It’s difficult to discern what Oklahoma Attorney General Scott Pruitt gained politically by opting out of a massive national bank settlement dealing with the mortgage crisis and striking his own deal for the state.
Obviously, some people, including the writer of this New York Observer article, are questioning whether Pruitt sold out Oklahomans to curry favor with the banking, insurance and real estate industries, which were heavy contributors to his 2010 campaign.
The $25 billion settlement between five major mortgage providers–Bank of America, JPMorgan Chase, Wells Fargo, Citigroup and Ally Financial-and 49 out of 50 of the nation’s state attorney generals was announced this week. Pruitt, a Republican and the lone holdout, made his own deal for $18.6 million to help homeowners here who might have been subjected to unscrupulous lending practices.
Is that enough money? Would Oklahoma have received more if Pruitt would have agreed to the settlement terms?

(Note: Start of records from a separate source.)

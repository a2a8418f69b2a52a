use crate::dates::floor_to_month;
use std::iter::successors;
use time::{Date, Weekday, Weekday::*};

const DAYS_IN_WEEK: usize = 7;

/// Single-letter weekday labels, Sunday first
pub(crate) static WEEKDAY_LABELS: [&str; DAYS_IN_WEEK] = ["S", "M", "T", "W", "T", "F", "S"];

pub(crate) trait WeekdayExt {
    fn index0(&self) -> u16;
}

impl WeekdayExt for Weekday {
    fn index0(&self) -> u16 {
        self.number_days_from_sunday().into()
    }
}

#[derive(Clone, Copy, Debug, Eq, PartialEq)]
pub(crate) enum DayKind {
    /// Belongs to an adjacent month; shown only to fill out the grid
    Overflow,
    /// After today while future dates are disallowed
    Future,
    Selectable,
}

#[derive(Clone, Copy, Debug, Eq, PartialEq)]
pub(crate) struct DayCell {
    pub(crate) date: Date,
    pub(crate) kind: DayKind,
    pub(crate) is_today: bool,
}

impl DayCell {
    pub(crate) fn is_interactive(&self) -> bool {
        self.kind == DayKind::Selectable
    }

    pub(crate) fn show(&self) -> String {
        format!("{:2}", self.date.day())
    }
}

#[derive(Clone, Copy, Debug, Eq, PartialEq)]
// Invariant: At least one element of the array is Some
pub(crate) struct Week([Option<DayCell>; DAYS_IN_WEEK]);

impl Week {
    fn new(cell: DayCell) -> Self {
        let mut this = Week([None; DAYS_IN_WEEK]);
        this.set(cell);
        this
    }

    fn set(&mut self, cell: DayCell) {
        let i = usize::from(cell.date.weekday().index0());
        assert!(i < DAYS_IN_WEEK, "weekday index should be less than seven");
        self.0[i] = Some(cell);
    }

    pub(crate) fn get(&self, wd: Weekday) -> Option<DayCell> {
        self.0.get(usize::from(wd.index0())).copied().flatten()
    }

    pub(crate) fn enumerate(&self) -> EnumerateWeek<'_> {
        EnumerateWeek::new(self)
    }
}

#[derive(Clone, Debug, Eq, PartialEq)]
pub(crate) struct EnumerateWeek<'a> {
    week: &'a Week,
    next_weekday: Option<Weekday>,
}

impl<'a> EnumerateWeek<'a> {
    fn new(week: &'a Week) -> Self {
        EnumerateWeek {
            week,
            next_weekday: Some(Sunday),
        }
    }
}

impl Iterator for EnumerateWeek<'_> {
    type Item = (Weekday, DayCell);

    fn next(&mut self) -> Option<(Weekday, DayCell)> {
        loop {
            let wd = self.next_weekday?;
            self.next_weekday = match wd.next() {
                Sunday => None,
                wd2 => Some(wd2),
            };
            if let Some(cell) = self.week.get(wd) {
                return Some((wd, cell));
            }
        }
    }
}

/// The logical grid of one calendar month: whole weeks from the Sunday on
/// or before the 1st through the Saturday on or after the last day
#[derive(Clone, Debug, Eq, PartialEq)]
pub(crate) struct MonthGrid {
    anchor: Date,
    weeks: Vec<Week>,
}

impl MonthGrid {
    pub(crate) fn anchor(&self) -> Date {
        self.anchor
    }

    /// The month name, with the year appended for January only
    pub(crate) fn title(&self) -> String {
        let month = self.anchor.month();
        if month == time::Month::January {
            format!("{month} {}", self.anchor.year())
        } else {
            month.to_string()
        }
    }

    pub(crate) fn weeks(&self) -> &[Week] {
        &self.weeks
    }

    pub(crate) fn cells(&self) -> impl Iterator<Item = DayCell> + '_ {
        self.weeks
            .iter()
            .flat_map(|w| w.enumerate().map(|(_, cell)| cell))
    }

    /// Days that accept clicks and carry a range marker
    pub(crate) fn selectable_days(&self) -> impl Iterator<Item = Date> + '_ {
        self.cells()
            .filter(DayCell::is_interactive)
            .map(|cell| cell.date)
    }
}

/// Builds month grids relative to a fixed "today"
#[derive(Clone, Copy, Debug, Eq, PartialEq)]
pub(crate) struct MonthFactory {
    today: Date,
    no_future: bool,
}

impl MonthFactory {
    pub(crate) fn new(today: Date, no_future: bool) -> Self {
        MonthFactory { today, no_future }
    }

    pub(crate) fn today(&self) -> Date {
        self.today
    }

    pub(crate) fn no_future(&self) -> bool {
        self.no_future
    }

    /// Builds the grid for the month containing `date`, which may be any
    /// day of the month
    pub(crate) fn build(&self, date: Date) -> MonthGrid {
        let anchor = floor_to_month(date);
        let lead = usize::from(anchor.weekday().index0());
        let start = iter_days_before(anchor).take(lead).last().unwrap_or(anchor);
        let mut weeks = Vec::with_capacity(6);
        let mut week: Option<Week> = None;
        for date in successors(Some(start), |&d| d.next_day()) {
            if date > anchor && !same_month(date, anchor) && date.weekday() == Sunday {
                break;
            }
            let cell = self.classify(date, anchor);
            match week.as_mut() {
                Some(w) => w.set(cell),
                None => week = Some(Week::new(cell)),
            }
            if date.weekday() == Saturday {
                weeks.extend(week.take());
            }
        }
        // Only reached with a partial week at the end of time
        weeks.extend(week);
        MonthGrid { anchor, weeks }
    }

    fn classify(&self, date: Date, anchor: Date) -> DayCell {
        let kind = if !same_month(date, anchor) {
            DayKind::Overflow
        } else if self.no_future && date > self.today {
            DayKind::Future
        } else {
            DayKind::Selectable
        };
        DayCell {
            date,
            kind,
            is_today: kind != DayKind::Overflow && date == self.today,
        }
    }
}

fn same_month(a: Date, b: Date) -> bool {
    a.year() == b.year() && a.month() == b.month()
}

fn iter_days_before(date: Date) -> impl Iterator<Item = Date> {
    successors(Some(date), |&d| d.previous_day()).skip(1)
}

Is it fair that Oklahomans might receive less money than people in Arkansas, which will receive a projected $39.4 million from the settlement? (Oklahoma has a larger population than Arkansas.)

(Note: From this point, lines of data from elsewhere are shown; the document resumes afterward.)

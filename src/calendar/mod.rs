mod markers;
mod month;
mod widget;
mod window;
pub(crate) use self::markers::Markers;
pub(crate) use self::month::MonthFactory;
pub(crate) use self::widget::Panel;
pub(crate) use self::window::{MonthWindow, ScrollError};
//! Round state types.

/// Round state.
///
/// A round is either in play or finished. `Complete` also covers a fresh
/// game before the first deal; [`Game::start_round`](super::Game::start_round)
/// is the only transition back to `InProgress`.
#[derive(Debug, Clone, Copy, PartialEq, Eq)]
pub enum RoundState {
    /// The player may hit or stand.
    InProgress,
    /// The round is resolved (or not yet started); hit and stand are no-ops.
    Complete,
}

The Observer notes one of Pruitt’s arguments against the settlement was “that what started as an effort to correct specific practices harmful to consumers, morphed into an attempt by President Obama to establish an overarching regulatory scheme, which Congress had previously rejected, to fundamentally restructure the mortgage industry in the United States.” Another argument Pruitt has made, according to the article, is that the settlement was unfair to homeowners who continued to make mortgage payments during the housing crisis despite a decline in property value.
Note the criticism of Obama. Also, Pruitt hasn’t yet presented any evidence that there’s a groundswell of opposition here to the settlement from homeowners who believe they’re being treated unfairly.

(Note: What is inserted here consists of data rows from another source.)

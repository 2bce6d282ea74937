//! A single-player blackjack round engine with optional `no_std` support.
//!
//! The crate provides a [`Game`] type that plays heads-up rounds against an
//! automated dealer: deal, hit/stand, a stand-on-17 dealer turn, outcome
//! resolution, and running session statistics. Rendering is left to the
//! caller, which polls [`Game::snapshot`] and redraws.
//!
//! # Example
//!
//! ```
//! use lonejack::{Game, RoundState};
//!
//! let game = Game::new(42);
//! game.start_round();
//! assert_eq!(game.state(), RoundState::InProgress);
//! assert_eq!(game.snapshot().player_cards.len(), 2);
//! ```
#![cfg_attr(not(feature = "std"), no_std)]
#![cfg_attr(docsrs, feature(doc_cfg))]

#[cfg(all(not(feature = "std"), not(feature = "alloc")))]
compile_error!(
    "`std` is disabled but `alloc` feature is not enabled. Enable `alloc` or keep `std` enabled."
);

extern crate alloc;

pub mod card;
pub mod deck;
pub mod error;
pub mod game;
pub mod hand;
pub mod result;
pub mod stats;
mod sync;

// Re-export main types
pub use card::{Card, DECK_SIZE, FACE_DOWN_ASSET, Suit};
pub use error::ParseCardError;
pub use game::{Game, RoundState};
pub use hand::{DealerHand, Hand};
pub use result::{RoundOutcome, RoundSnapshot};
pub use stats::SessionStats;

So, again, it’s difficult to see what Pruitt gains politically here. The financial, insurance and real estate industries donated about $175,000 to his 2010 campaign, according to The Observer article, but is that what really motivated him?
If we view it as a principled stance, how much should Pruitt’s conservative ideology and his concerns with the current presidential administration influence his decision process as attorney general? Shouldn’t Pruitt put Oklahomans above ideology in this case and get as much financial relief as possible for those people hurt by the mortgage crisis? Does Pruitt’s decision open up the state to possible class-action litigation?